UD likes Belgium’s idea of “an ad hoc international jurisdiction.”


UPDATE: Macer Gifford, a British man who went to Syria to fight against ISIS:

She was fifteen [when she joined ISIS]. When I was fifteen I knew rape, murder, and kidnapping were wrong. There’s no indication that she has any remorse or that she’s any less dangerous.

‘[W]hat has been concerning is the number of people reducing the participation of these women in ISIS’ state-building enterprise as a result of being groomed or brainwashed. The insistence on their experience being the result of grooming or brainwashing diminishes the role of the individual’s own agency. The passive portrayal of the likes of Begum and Muthana, who were undoubtedly misled, relegates them to being unthinking, senseless vessels waiting to be filled.’

This articulation reeks of the kind of stereotypical depiction of Muslim women that has too often permeated Western societies: one of submission, obedience and lack of personal agency.

…. ISIS offered these young women something that recognized their agency. Not just homemakers and housewives, but combatants and propagandists, ISIS recognized that women had a role to play in their state-building project. The journey to jihadism for these women was not about coercion, but rather about participation.

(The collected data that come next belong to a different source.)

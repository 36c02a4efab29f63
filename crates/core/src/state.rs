//! Session State
//!
//! The mutable record of one teaching session. A `SessionState` is owned by
//! exactly one [`crate::engine::Classroom`] and is never shared.

use crate::dialogue::Conversation;
use schemars::JsonSchema;
use serde::{Deserialize, Serialize};

pub const INITIAL_ATTENTION: i32 = 80;
pub const WAKE_ATTENTION: i32 = 50;
pub const MAX_ATTENTION: i32 = 100;
pub const INITIAL_ATTEMPTS: u32 = 3;
pub const ALIEN_TURNS: i32 = 3;
pub const ALIEN_INACTIVE: i32 = -1;

/// One exam question generated at setup.
#[derive(Debug, Clone, PartialEq, Eq, Serialize, Deserialize, JsonSchema)]
pub struct TestQuestion {
    #[serde(default)]
    pub difficulty: String,
    pub question: String,
    #[serde(rename = "std_answer", alias = "standard_answer", default)]
    pub standard_answer: String,
}

/// The learner's notebook: everything the student is allowed to know.
///
/// Notes can only be appended, or replaced in place at an existing index.
#[derive(Debug, Clone, Default, PartialEq, Eq, Serialize)]
pub struct KnowledgeLedger {
    notes: Vec<String>,
}

impl KnowledgeLedger {
    pub fn new() -> Self {
        Self::default()
    }

    pub fn append(&mut self, note: impl Into<String>) {
        self.notes.push(note.into());
    }

    /// Replaces the note at `index`, returning the old note.
    ///
    /// Returns `None` and leaves the ledger untouched when `index` is out of range.
    pub fn replace(&mut self, index: usize, note: impl Into<String>) -> Option<String> {
        self.notes
            .get_mut(index)
            .map(|slot| std::mem::replace(slot, note.into()))
    }

    pub fn get(&self, index: usize) -> Option<&str> {
        self.notes.get(index).map(String::as_str)
    }

    pub fn len(&self) -> usize {
        self.notes.len()
    }

    pub fn is_empty(&self) -> bool {
        self.notes.is_empty()
    }

    pub fn notes(&self) -> &[String] {
        &self.notes
    }

    /// Notes as a bulleted list, or an explicit empty-notebook marker.
    pub fn bulleted(&self) -> String {
        if self.notes.is_empty() {
            return "(Notebook is empty)".to_string();
        }
        self.notes
            .iter()
            .map(|note| format!("- {}", note))
            .collect::<Vec<_>>()
            .join("\n")
    }

    /// Notes one per line, or an explicit empty-notebook marker.
    pub fn plain(&self) -> String {
        if self.notes.is_empty() {
            "(Notebook is empty)".to_string()
        } else {
            self.notes.join("\n")
        }
    }
}

impl<S: Into<String>> FromIterator<S> for KnowledgeLedger {
    fn from_iter<I: IntoIterator<Item = S>>(iter: I) -> Self {
        Self {
            notes: iter.into_iter().map(Into::into).collect(),
        }
    }
}

/// Mutable state of a single teaching session.
#[derive(Debug, Clone)]
pub struct SessionState {
    pub topic: String,
    pub persona: String,
    pub curriculum: Vec<String>,
    pub test_bank: Vec<TestQuestion>,
    pub knowledge_ledger: KnowledgeLedger,
    /// Not clamped on the way down; may go negative.
    pub attention_span: i32,
    pub attempts_left: u32,
    pub is_asleep: bool,
    /// `ALIEN_INACTIVE` (-1) when no invasion is under way.
    pub alien_countdown: i32,
    pub conversation: Conversation,
}

impl SessionState {
    pub fn new(
        persona: String,
        topic: String,
        curriculum: Vec<String>,
        test_bank: Vec<TestQuestion>,
    ) -> Self {
        Self {
            topic,
            persona,
            curriculum,
            test_bank,
            knowledge_ledger: KnowledgeLedger::new(),
            attention_span: INITIAL_ATTENTION,
            attempts_left: INITIAL_ATTEMPTS,
            is_asleep: false,
            alien_countdown: ALIEN_INACTIVE,
            conversation: Conversation::default(),
        }
    }

    pub fn alien_active(&self) -> bool {
        self.alien_countdown >= 0
    }

    /// Raises attention by `amount`, capped at `MAX_ATTENTION`.
    pub fn raise_attention(&mut self, amount: i32) {
        self.attention_span = (self.attention_span + amount).min(MAX_ATTENTION);
    }
}

#[cfg(test)]
mod tests {
    use super::*;

    fn state() -> SessionState {
        SessionState::new("Literalist".into(), "Rust".into(), vec![], vec![])
    }

    #[test]
    fn test_initial_values() {
        let state = state();
        assert_eq!(state.attention_span, 80);
        assert_eq!(state.attempts_left, 3);
        assert!(!state.is_asleep);
        assert_eq!(state.alien_countdown, -1);
        assert!(!state.alien_active());
        assert!(state.knowledge_ledger.is_empty());
        assert!(state.conversation.is_empty());
    }

    #[test]
    fn test_attention_is_capped_upward_only() {
        let mut state = state();
        state.attention_span = 95;
        state.raise_attention(10);
        assert_eq!(state.attention_span, 100);

        state.attention_span = -5;
        state.raise_attention(10);
        assert_eq!(state.attention_span, 5);
    }

    #[test]
    fn test_ledger_replace_keeps_length() {
        let mut ledger: KnowledgeLedger = ["a", "b"].into_iter().collect();
        assert_eq!(ledger.replace(1, "B"), Some("b".to_string()));
        assert_eq!(ledger.len(), 2);
        assert_eq!(ledger.get(1), Some("B"));
        assert_eq!(ledger.replace(5, "x"), None);
        assert_eq!(ledger.notes(), &["a".to_string(), "B".to_string()]);
    }

    #[test]
    fn test_ledger_rendering() {
        let empty = KnowledgeLedger::new();
        assert_eq!(empty.bulleted(), "(Notebook is empty)");
        assert_eq!(empty.plain(), "(Notebook is empty)");

        let ledger: KnowledgeLedger = ["Rust is fast", "Rust has no GC"].into_iter().collect();
        assert_eq!(ledger.bulleted(), "- Rust is fast\n- Rust has no GC");
        assert_eq!(ledger.plain(), "Rust is fast\nRust has no GC");
    }

    #[test]
    fn test_question_accepts_both_answer_field_names() {
        let short: TestQuestion =
            serde_json::from_str(r#"{"difficulty":"easy","question":"Q?","std_answer":"A"}"#)
                .unwrap();
        let long: TestQuestion =
            serde_json::from_str(r#"{"question":"Q?","standard_answer":"A"}"#).unwrap();
        assert_eq!(short.standard_answer, "A");
        assert_eq!(long.standard_answer, "A");
        assert_eq!(long.difficulty, "");
    }
}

There remains a great urgency to help debunk the myths surrounding how and why women become involved in terrorist activities. From combat roles to suicide bombers, policymakers must recognize women’s agency in terrorist organizations and how gender roles function within groups.



Bravo, England.

ISIS girl doesn’t find chopping off everyone’s head or burning everyone alive shocking, but she does find shocking England revoking her citizenship. Maybe she’ll have better luck in Holland, hubby’s home.